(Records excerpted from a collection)
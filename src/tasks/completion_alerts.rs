//! Completion alert background task

use std::sync::Arc;
use tokio::sync::broadcast::error::RecvError;
use tracing::{info, warn};

use crate::state::TimerEngine;

/// Background task that surfaces each timer completion as an alert
pub async fn completion_alert_task(engine: Arc<TimerEngine>) {
    info!("Starting completion alert task");

    let mut completions = engine.subscribe_completions();
    drop(engine);

    loop {
        match completions.recv().await {
            Ok(entry) => {
                info!(
                    "Timer '{}' ({}) finished at {}",
                    entry.timer.name,
                    entry.category(),
                    entry.completion_time.to_rfc3339()
                );
            }
            Err(RecvError::Lagged(missed)) => {
                warn!("Completion alerts lagged, {} alert(s) skipped", missed);
            }
            Err(RecvError::Closed) => {
                info!("Completion channel closed, stopping alert task");
                break;
            }
        }
    }
}
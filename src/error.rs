//! Error types shared by the engine, repository and store layers

use thiserror::Error;

use crate::state::{TimerId, TimerStatus};

/// Errors raised by timer operations
#[derive(Error, Debug)]
pub enum TimerError {
    /// The caller supplied an invalid timer definition
    #[error("Validation error: {0}")]
    Validation(#[from] ValidationError),

    /// No timer with this id exists
    #[error("Timer not found: {0}")]
    NotFound(TimerId),

    /// The requested transition is not allowed from the current status
    #[error("Cannot {action} timer {id} while it is {from}")]
    InvalidTransition {
        id: TimerId,
        from: TimerStatus,
        action: &'static str,
    },

    /// Writing to the persistent store failed; the operation was not applied
    #[error("Persistence error: {0}")]
    Persistence(#[from] StoreError),
}

/// Reasons a new timer definition is rejected
#[derive(Error, Debug, Clone, PartialEq, Eq)]
pub enum ValidationError {
    #[error("timer name must not be empty")]
    EmptyName,

    #[error("timer duration is required")]
    MissingDuration,

    #[error("timer duration must be a positive number of seconds, got {0}")]
    InvalidDuration(i64),
}

/// Errors from the underlying key-value store
#[derive(Error, Debug)]
pub enum StoreError {
    #[error("IO error: {0}")]
    Io(#[from] std::io::Error),

    #[error("Serialization error: {0}")]
    Serialization(#[from] serde_json::Error),
}

pub type Result<T> = std::result::Result<T, TimerError>;
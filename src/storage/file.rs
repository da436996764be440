//! Directory-backed store: one `<key>.json` file per key

use std::{io::ErrorKind, path::PathBuf};

use async_trait::async_trait;
use tokio::fs;
use tracing::debug;

use super::KeyValueStore;
use crate::error::StoreError;

#[derive(Debug, Clone)]
pub struct FileStore {
    dir: PathBuf,
}

impl FileStore {
    /// Open a store rooted at `dir`, creating the directory if needed
    pub async fn open(dir: impl Into<PathBuf>) -> Result<Self, StoreError> {
        let dir = dir.into();
        fs::create_dir_all(&dir).await?;
        debug!("File store opened at {}", dir.display());
        Ok(Self { dir })
    }

    fn path_for(&self, key: &str) -> PathBuf {
        self.dir.join(format!("{}.json", key))
    }
}

#[async_trait]
impl KeyValueStore for FileStore {
    async fn get(&self, key: &str) -> Result<Option<String>, StoreError> {
        match fs::read_to_string(self.path_for(key)).await {
            Ok(contents) => Ok(Some(contents)),
            Err(e) if e.kind() == ErrorKind::NotFound => Ok(None),
            Err(e) => Err(e.into()),
        }
    }

    async fn set(&self, key: &str, value: String) -> Result<(), StoreError> {
        // Write beside the target and rename so readers never see a partial file
        let target = self.path_for(key);
        let staging = self.dir.join(format!(".{}.json.tmp", key));
        fs::write(&staging, value).await?;
        fs::rename(&staging, &target).await?;
        debug!("Wrote {}", target.display());
        Ok(())
    }
}

#[cfg(test)]
mod tests {
    use super::*;

    #[tokio::test]
    async fn missing_key_reads_as_none() {
        let dir = tempfile::tempdir().unwrap();
        let store = FileStore::open(dir.path()).await.unwrap();
        assert_eq!(store.get("history").await.unwrap(), None);
    }

    #[tokio::test]
    async fn values_survive_reopen() {
        let dir = tempfile::tempdir().unwrap();
        let store = FileStore::open(dir.path().join("nested")).await.unwrap();
        store.set("timers", "[]".into()).await.unwrap();
        store.set("timers", "[{}]".into()).await.unwrap();

        let reopened = FileStore::open(dir.path().join("nested")).await.unwrap();
        assert_eq!(reopened.get("timers").await.unwrap().as_deref(), Some("[{}]"));
        assert!(!dir.path().join("nested/.timers.json.tmp").exists());
    }
}
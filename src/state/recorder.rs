//! Completion history recording

use chrono::Utc;
use tokio::sync::Mutex;
use tracing::info;

use super::{HistoryEntry, Timer};
use crate::{error::StoreError, storage::TimerRepository};

/// Appends history entries, one read-modify-write at a time
pub struct HistoryRecorder {
    repository: TimerRepository,
    write_lock: Mutex<()>,
}

impl HistoryRecorder {
    pub fn new(repository: TimerRepository) -> Self {
        Self {
            repository,
            write_lock: Mutex::new(()),
        }
    }

    /// Append an entry for `timer`, stamped with the current time
    pub async fn record_completion(&self, timer: &Timer) -> Result<HistoryEntry, StoreError> {
        let _guard = self.write_lock.lock().await;

        let entry = HistoryEntry::completed(timer, Utc::now());
        let mut history = self.repository.load_history().await;
        history.push(entry.clone());
        self.repository.save_history(&history).await?;

        info!(
            "Recorded completion of '{}' ({} entries in history)",
            timer.name,
            history.len()
        );
        Ok(entry)
    }
}
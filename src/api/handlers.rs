//! HTTP endpoint handlers

use std::sync::Arc;
use axum::{
    extract::{rejection::JsonRejection, Path, Query, State},
    http::StatusCode,
    response::Json,
};
use serde::Deserialize;
use tracing::info;

use crate::{
    error::TimerError,
    state::{group_by_category, AppState, Category, NewTimer, TimerId, TimerStatus},
};
use super::responses::{
    ApiError, CategorySection, GroupedTimersResponse, HealthResponse, HistoryResponse,
    StatusResponse, TimerListResponse, TimerResponse, TimerView,
};

/// Optional `?category=` filter
#[derive(Debug, Default, Deserialize)]
pub struct CategoryFilter {
    pub category: Option<Category>,
}

impl CategoryFilter {
    fn admits(&self, category: Category) -> bool {
        self.category.map_or(true, |wanted| wanted == category)
    }
}

/// Handle GET /timers - List timers, optionally for one category
pub async fn list_timers_handler(
    State(state): State<Arc<AppState>>,
    Query(filter): Query<CategoryFilter>,
) -> Json<TimerListResponse> {
    let timers: Vec<TimerView> = state
        .engine
        .timers()
        .iter()
        .filter(|t| filter.admits(t.category))
        .map(TimerView::from)
        .collect();

    Json(TimerListResponse {
        count: timers.len(),
        timers,
    })
}

/// Handle GET /timers/grouped - Timers in per-category sections
pub async fn grouped_timers_handler(State(state): State<Arc<AppState>>) -> Json<GroupedTimersResponse> {
    let sections = group_by_category(&state.engine.timers())
        .into_iter()
        .map(|(category, timers)| CategorySection {
            category,
            timers: timers.iter().map(TimerView::from).collect(),
        })
        .collect();

    Json(GroupedTimersResponse { sections })
}

/// Handle POST /timers - Create a new timer
pub async fn create_timer_handler(
    State(state): State<Arc<AppState>>,
    payload: Result<Json<NewTimer>, JsonRejection>,
) -> Result<(StatusCode, Json<TimerResponse>), ApiError> {
    let Json(draft) = payload?;
    let timer = state.engine.create_timer(draft).await?;
    info!("Create endpoint called - timer {} added", timer.id);
    Ok((
        StatusCode::CREATED,
        Json(TimerResponse::new("Timer created".to_string(), &timer)),
    ))
}

/// Handle GET /timers/:id - Fetch one timer
pub async fn get_timer_handler(
    State(state): State<Arc<AppState>>,
    Path(id): Path<String>,
) -> Result<Json<TimerResponse>, ApiError> {
    let id = TimerId::from(id);
    let timer = state
        .engine
        .get(&id)
        .ok_or(TimerError::NotFound(id))?;
    Ok(Json(TimerResponse::new("Timer found".to_string(), &timer)))
}

/// Handle POST /timers/:id/start - Start counting down
pub async fn start_handler(
    State(state): State<Arc<AppState>>,
    Path(id): Path<String>,
) -> Result<Json<TimerResponse>, ApiError> {
    let timer = state.engine.start(&TimerId::from(id)).await?;
    Ok(Json(TimerResponse::new("Timer running".to_string(), &timer)))
}

/// Handle POST /timers/:id/pause - Pause the countdown
pub async fn pause_handler(
    State(state): State<Arc<AppState>>,
    Path(id): Path<String>,
) -> Result<Json<TimerResponse>, ApiError> {
    let timer = state.engine.pause(&TimerId::from(id)).await?;
    Ok(Json(TimerResponse::new("Timer paused".to_string(), &timer)))
}

/// Handle POST /timers/:id/reset - Restore the full duration
pub async fn reset_handler(
    State(state): State<Arc<AppState>>,
    Path(id): Path<String>,
) -> Result<Json<TimerResponse>, ApiError> {
    let timer = state.engine.reset(&TimerId::from(id)).await?;
    Ok(Json(TimerResponse::new("Timer reset".to_string(), &timer)))
}

/// Handle GET /history - Completion history in completion order
pub async fn history_handler(
    State(state): State<Arc<AppState>>,
    Query(filter): Query<CategoryFilter>,
) -> Json<HistoryResponse> {
    let entries: Vec<_> = state
        .engine
        .history()
        .await
        .into_iter()
        .filter(|e| filter.admits(e.category()))
        .collect();

    Json(HistoryResponse {
        count: entries.len(),
        entries,
    })
}

/// Handle GET /status - Return timer counts and server metadata
pub async fn status_handler(State(state): State<Arc<AppState>>) -> Json<StatusResponse> {
    let timers = state.engine.timers();

    Json(StatusResponse {
        total: timers.len(),
        paused: StatusResponse::count(&timers, TimerStatus::Paused),
        running: StatusResponse::count(&timers, TimerStatus::Running),
        completed: StatusResponse::count(&timers, TimerStatus::Completed),
        active_countdowns: state.engine.active_countdowns().await,
        uptime: state.get_uptime(),
        port: state.port,
        host: state.host.clone(),
    })
}

/// Handle GET /health - Health check endpoint
pub async fn health_handler() -> Json<HealthResponse> {
    Json(HealthResponse::ok())
}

◆ Task statement ◆
The lines that contain the word "NewTimer" are wanted; copy each of them from the records.

◆ Result of this task ◆
    state::{group_by_category, AppState, Category, NewTimer, TimerId, TimerStatus},
    payload: Result<Json<NewTimer>, JsonRejection>,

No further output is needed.